Wednesday, 27 January 2016

Dealing with feelings of violence and hate toward the bully.

Peter (not his real name) is a mild mannered man not given to violence or aggression. After being persistently bullied at work by a manager who micro-manages him and criticises his work and treats him more harshly than other staff,  he has become worried about thoughts of hate and violence against his tormenter. These feelings have alarmed him. He feel ashamed of such thoughts. These mental thoughts are not the same as intrusive thoughts, but the thoughts evoked when thinking about the bully or in discussion about the bully.

We live in a society that expects us to conform to certain behaviours and norms. Thinking violent or aggressive thoughts about the bully makes one anxious or frightened. We are meant to be civilised not vigilantes in our own head.

Yet, everyday normal stable people are often heard uttering extreme statements."I wanted to punch her in the face." Or "I could kill her, I really could." Or words to that effect. We have all heard people say them or uttered them ourselves. Such words seem to convey the extremity of emotion felt inside, even though they are a gross exaggeration of anything one would even contemplate doing in real life.

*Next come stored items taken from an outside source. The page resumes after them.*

/// Extracts an [`OperationStatus`] from a poll response. Endpoints report
/// status through two conventions — a `status` field in the body, or the
/// HTTP status code alone — and upstream fixes no precedence between them,
/// so the extraction is pluggable rather than hard-coded.
pub trait StatusStrategy: Send + Sync + std::fmt::Debug {
    fn status(
        &self,
        http_status: StatusCode,
        headers: &HeaderMap,
        body: &[u8],
    ) -> PipexResult<OperationStatus>;
}

/// Reads the body's `status` field, falling back to the HTTP status code
/// when the body carries none.
#[derive(Clone, Copy, Debug, Default)]
pub struct BodyStatus;

impl StatusStrategy for BodyStatus {
    fn status(
        &self,
        http_status: StatusCode,
        headers: &HeaderMap,
        body: &[u8],
    ) -> PipexResult<OperationStatus> {
        if let Ok(value) = serde_json::from_slice::<serde_json::Value>(body)
            && let Some(text) = value.get("status").and_then(|status| status.as_str())
            && let Some(status) = OperationStatus::parse(text)
        {
            return Ok(status);
        }
        HttpStatus.status(http_status, headers, body)
    }
}

/// Maps the HTTP status code alone: 202 is in progress, success codes are
/// terminal success, anything else is failure.
#[derive(Clone, Copy, Debug, Default)]
pub struct HttpStatus;

impl StatusStrategy for HttpStatus {
    fn status(
        &self,
        http_status: StatusCode,
        _headers: &HeaderMap,
        _body: &[u8],
    ) -> PipexResult<OperationStatus> {
        if http_status == StatusCode::ACCEPTED {
            return Ok(OperationStatus::InProgress);
        }
        if http_status.is_success() {
            return Ok(OperationStatus::Succeeded);
        }
        Ok(OperationStatus::Failed)
    }
}

/// Data-only snapshot of one tracked operation: everything needed to keep
/// polling, and nothing tied to the initial call context. Its JSON encoding
/// is the resume token.
#[derive(Clone, Debug, Serialize, Deserialize)]
pub struct OperationState {
    pub status: OperationStatus,
    /// Status-monitor URL polled while in progress; `None` when the
    /// initial response was already terminal.
    pub monitor_url: Option<String>,
    /// Resource fetched once after success when the status payload does
    /// not embed the result.
    pub resource_url: Option<String>,
    /// Last server-provided delay hint.
    pub poll_interval: Option<Duration>,
}

/// Per-poller options; everything falls back to the pipeline's defaults.
#[derive(Clone, Default)]
pub struct PollerOptions {
    pub poll_interval: Option<Duration>,
    pub resource_url: Option<String>,
    pub strategy: Option<Arc<dyn StatusStrategy>>,
}

impl std::fmt::Debug for PollerOptions {
    fn fmt(&self, formatter: &mut std::fmt::Formatter<'_>) -> std::fmt::Result {
        formatter
            .debug_struct("PollerOptions")
            .field("poll_interval", &self.poll_interval)
            .field("resource_url", &self.resource_url)
            .finish()
    }
}

impl PollerOptions {
    pub fn poll_interval(mut self, poll_interval: Duration) -> Self {
        self.poll_interval = Some(poll_interval.max(Duration::from_millis(1)));
        self
    }

    pub fn resource_url(mut self, resource_url: impl Into<String>) -> Self {
        self.resource_url = Some(resource_url.into());
        self
    }

    pub fn strategy(mut self, strategy: Arc<dyn StatusStrategy>) -> Self {
        self.strategy = Some(strategy);
        self
    }
}

/// Deserializes the operation's final result from a buffered payload.
pub type ResultDeserializer<T> = Arc<dyn Fn(&Bytes) -> PipexResult<T> + Send + Sync>;

/// JSON deserializer for the common case.
pub fn json_deserializer<T>() -> ResultDeserializer<T>
where
    T: DeserializeOwned,
{
    Arc::new(|body: &Bytes| {
        serde_json::from_slice(body).map_err(|source| Error::Deserialize {
            source,
            body: truncate_body(body),
        })
    })
}

struct LastPoll {
    http_status: u16,
    body: Bytes,
}

/// Drives a long-running operation to completion: initial call, poll loop
/// against the status monitor, one optional final fetch, terminal result.
///
/// The poller never spawns background work; the poll loop suspends in the
/// caller's context between polls. A poller is resumable: the token from
/// [`resume_token`](Poller::resume_token) reconstructs an equivalent
/// poller — in this process or another — that continues polling without
/// re-issuing the side-effecting initial request.
pub struct Poller<T> {
    pipeline: Pipeline,
    context: Context,
    state: OperationState,
    strategy: Arc<dyn StatusStrategy>,
    deserializer: ResultDeserializer<T>,
    poll_interval: Duration,
    cancellation: CancellationToken,
    last: Option<LastPoll>,
}

impl<T> std::fmt::Debug for Poller<T> {
    fn fmt(&self, formatter: &mut std::fmt::Formatter<'_>) -> std::fmt::Result {
        formatter
            .debug_struct("Poller")
            .field("state", &self.state)
            .field("poll_interval", &self.poll_interval)
            .finish()
    }
}

impl<T> Poller<T> {
    /// Issues the initial — possibly mutating — request exactly once and
    /// wraps its response in a poller.
    pub async fn begin(
        pipeline: Pipeline,
        context: Context,
        request: Request,
        options: PollerOptions,
        deserializer: ResultDeserializer<T>,
    ) -> PipexResult<Self> {
        let resource_url = options
            .resource_url
            .clone()
            .or_else(|| default_resource_url(&request));
        let response = pipeline.run(&context, request).await?;
        let options = PollerOptions {
            resource_url,
            ..options
        };
        Self::from_initial_response(pipeline, context, response, options, deserializer).await
    }

    /// Builds a poller from an initial response obtained elsewhere. The
    /// response is consumed; callers keep no release obligation.
    pub async fn from_initial_response(
        pipeline: Pipeline,
        context: Context,
        response: crate::response::Response,
        options: PollerOptions,
        deserializer: ResultDeserializer<T>,
    ) -> PipexResult<Self> {
        let mut response = response
            .error_for_status_in(&POLL_SUCCESS_STATUSES)
            .await?;
        let http_status = response.status();
        let headers = response.headers().clone();
        let body = response.collect().await?;

        let monitor_url = monitor_url_from_headers(&headers);
        let poll_interval_hint = parse_retry_after(&headers, SystemTime::now());

        let strategy = options
            .strategy
            .clone()
            .unwrap_or_else(|| Arc::new(BodyStatus));
        let status = match &monitor_url {
            Some(_) => strategy.status(http_status, &headers, &body)?,
            None if http_status == StatusCode::ACCEPTED => {
                return Err(Error::MissingOperationLocation {
                    status: http_status.as_u16(),
                });
            }
            None => OperationStatus::Succeeded,
        };

        let state = OperationState {
            status,
            monitor_url,
            resource_url: options.resource_url.clone(),
            poll_interval: poll_interval_hint,
        };
        let poll_interval = options
            .poll_interval
            .unwrap_or_else(|| pipeline.default_poll_interval());
        let cancellation = context.cancellation().child_token();
        Ok(Self {
            pipeline,
            context,
            state,
            strategy,
            deserializer,
            poll_interval,
            cancellation,
            last: Some(LastPoll {
                http_status: http_status.as_u16(),
                body,
            }),
        })
    }

    /// Reconstructs a poller from a resume token. The initial request is
    /// not re-issued: resumption continues from the recorded state.
    pub fn from_resume_token(
        pipeline: Pipeline,
        context: Context,
        token: &str,
        options: PollerOptions,
        deserializer: ResultDeserializer<T>,
    ) -> PipexResult<Self> {
        let state: OperationState =
            serde_json::from_str(token).map_err(|source| Error::ResumeToken {
                message: source.to_string(),
            })?;
        let strategy = options
            .strategy
            .clone()
            .unwrap_or_else(|| Arc::new(BodyStatus));
        let poll_interval = options
            .poll_interval
            .unwrap_or_else(|| pipeline.default_poll_interval());
        let cancellation = context.cancellation().child_token();
        Ok(Self {
            pipeline,
            context,
            state,
            strategy,
            deserializer,
            poll_interval,
            cancellation,
            last: None,
        })
    }

    /// Serializable snapshot sufficient to reconstruct this poller without
    /// the original call context.
    pub fn resume_token(&self) -> PipexResult<String> {
        serde_json::to_string(&self.state).map_err(|source| Error::ResumeToken {
            message: source.to_string(),
        })
    }

    pub fn status(&self) -> OperationStatus {
        self.state.status
    }

    pub fn state(&self) -> &OperationState {
        &self.state
    }

    /// Requests cancellation of the polling loop. Takes effect at the next
    /// safe point — never mid-request — and does not assert that the
    /// server-side operation stopped.
    pub fn cancel(&self) {
        self.cancellation.cancel();
    }

    /// Issues one poll against the status monitor and records the observed
    /// state. No-op once terminal.
    pub async fn poll_once(&mut self) -> PipexResult<OperationStatus> {
        if self.state.status.is_terminal() {
            return Ok(self.state.status);
        }
        let Some(monitor_url) = self.state.monitor_url.clone() else {
            // No monitor means the initial response was already terminal.
            self.state.status = OperationStatus::Succeeded;
            return Ok(self.state.status);
        };

        let request = Request::get(monitor_url);
        let mut response = self
            .pipeline
            .run(&self.context, request)
            .await?
            .error_for_status_in(&POLL_SUCCESS_STATUSES)
            .await?;
        let http_status = response.status();
        let headers = response.headers().clone();
        let body = response.collect().await?;

        let status = self.strategy.status(http_status, &headers, &body)?;
        debug!(status = ?status, http_status = http_status.as_u16(), "polled operation status");
        self.state.status = status;
        self.state.poll_interval = parse_retry_after(&headers, SystemTime::now());
        self.last = Some(LastPoll {
            http_status: http_status.as_u16(),
            body,
        });
        Ok(status)
    }

    /// Polls until the operation reaches a terminal state, then resolves
    /// the result. Sleeps the server-provided delay hint (else the
    /// configured default) between polls, in the caller's own context.
    pub async fn wait(&mut self) -> PipexResult<T> {
        while !self.state.status.is_terminal() {
            let delay = self.state.poll_interval.unwrap_or(self.poll_interval);
            tokio::select! {
                _ = self.cancellation.cancelled() => {
                    self.state.status = OperationStatus::Cancelled;
                    return Err(Error::OperationCancelled);
                }
                _ = sleep(delay) => {}
            }
            self.poll_once().await?;
        }

        match self.state.status {
            OperationStatus::Succeeded => self.final_result().await,
            OperationStatus::Failed => {
                let (status, body) = self
                    .last
                    .as_ref()
                    .map(|last| (last.http_status, truncate_body(&last.body)))
                    .unwrap_or((0, String::new()));
                Err(Error::OperationFailed { status, body })
            }
            _ => Err(Error::OperationCancelled),
        }
    }

    /// Fetches the result payload: the last status payload when it embeds
    /// the result, else one final fetch of the resource.
    async fn final_result(&mut self) -> PipexResult<T> {
        let needs_final_fetch = match (&self.state.resource_url, &self.state.monitor_url) {
            (Some(resource), Some(monitor)) => resource != monitor,
            (Some(_), None) => false,
            (None, _) => false,
        };
        if needs_final_fetch
            && let Some(resource_url) = self.state.resource_url.clone()
        {
            let request = Request::get(resource_url);
            let mut response = self
                .pipeline
                .run(&self.context, request)
                .await?
                .error_for_status()
                .await?;
            let body = response.collect().await?;
            return (self.deserializer)(&body);
        }

        match &self.last {
            Some(last) => (self.deserializer)(&last.body),
            None => {
                // Resumed poller that went terminal before its first poll
                // observed a payload; re-read the monitor for the result.
                self.refetch_result().await
            }
        }
    }

    async fn refetch_result(&mut self) -> PipexResult<T> {
        let url = self
            .state
            .resource_url
            .clone()
            .or_else(|| self.state.monitor_url.clone());
        let Some(url) = url else {
            return Err(Error::ResumeToken {
                message: "resume token carries neither monitor nor resource url".to_owned(),
            });
        };
        let request = Request::get(url);
        let mut response = self
            .pipeline
            .run(&self.context, request)
            .await?
            .error_for_status()
            .await?;
        let body = response.collect().await?;
        (self.deserializer)(&body)
    }
}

However, feelings of hatred towards a bully are normal. They are merely escapist fantasies in which you get the upper-hand against a dominant threat. Or they may be the minds way of coping with internal anger and frustration. Or yet still limbering up to make you feel strong, like an animal puffing up to feel bigger. For many they are thoughts that contemplate erasing the threat so it does not exist. It is imagination, nothing more. No stable person would act on such thoughts.

The root of such thoughts may be evolutionary based. Perhaps stone-age man had imagination so they could determine a threat; fight or flight. If your bully is clear and present you can't flee so perhaps it is the brain's "fighting talk" or brain yoga. Whatever it is, the requirement to be violent has long since ceased in the day to day life of the civilised person.

There does not seem to be much scientific material on what causes these fantasies and thoughts. It is possible such thoughts are feelings of impotent anger. Human-beings like exciting TV programmes that often contain violence that they would never contemplate in real life. Who knows why?

Having such thoughts should not make you be too hard on yourself, such thoughts are commonly expressed by those that are or have been bullied. Whether it is the animal in us, human nature or anger. Having such thoughts happens.


If the thoughts become intrusive or your anger becomes hard to control or you feel isolated and alone or it leaks into yours real rather than fantasy life, it may be time to seek professional assistance from your GP or counsellor.

Rest, relaxation, a good old sweat during sport can help. Trying to have fun despite all, maintaining normality with friends and family and thrashing it out with a good old fashioned moan can all help.

In the main though, it is part and parcel of the bully deal and in our opinion and in discussion with bullied workers, appears quite normal.

Our blog is only our opinion and cannot compensate for professional advice.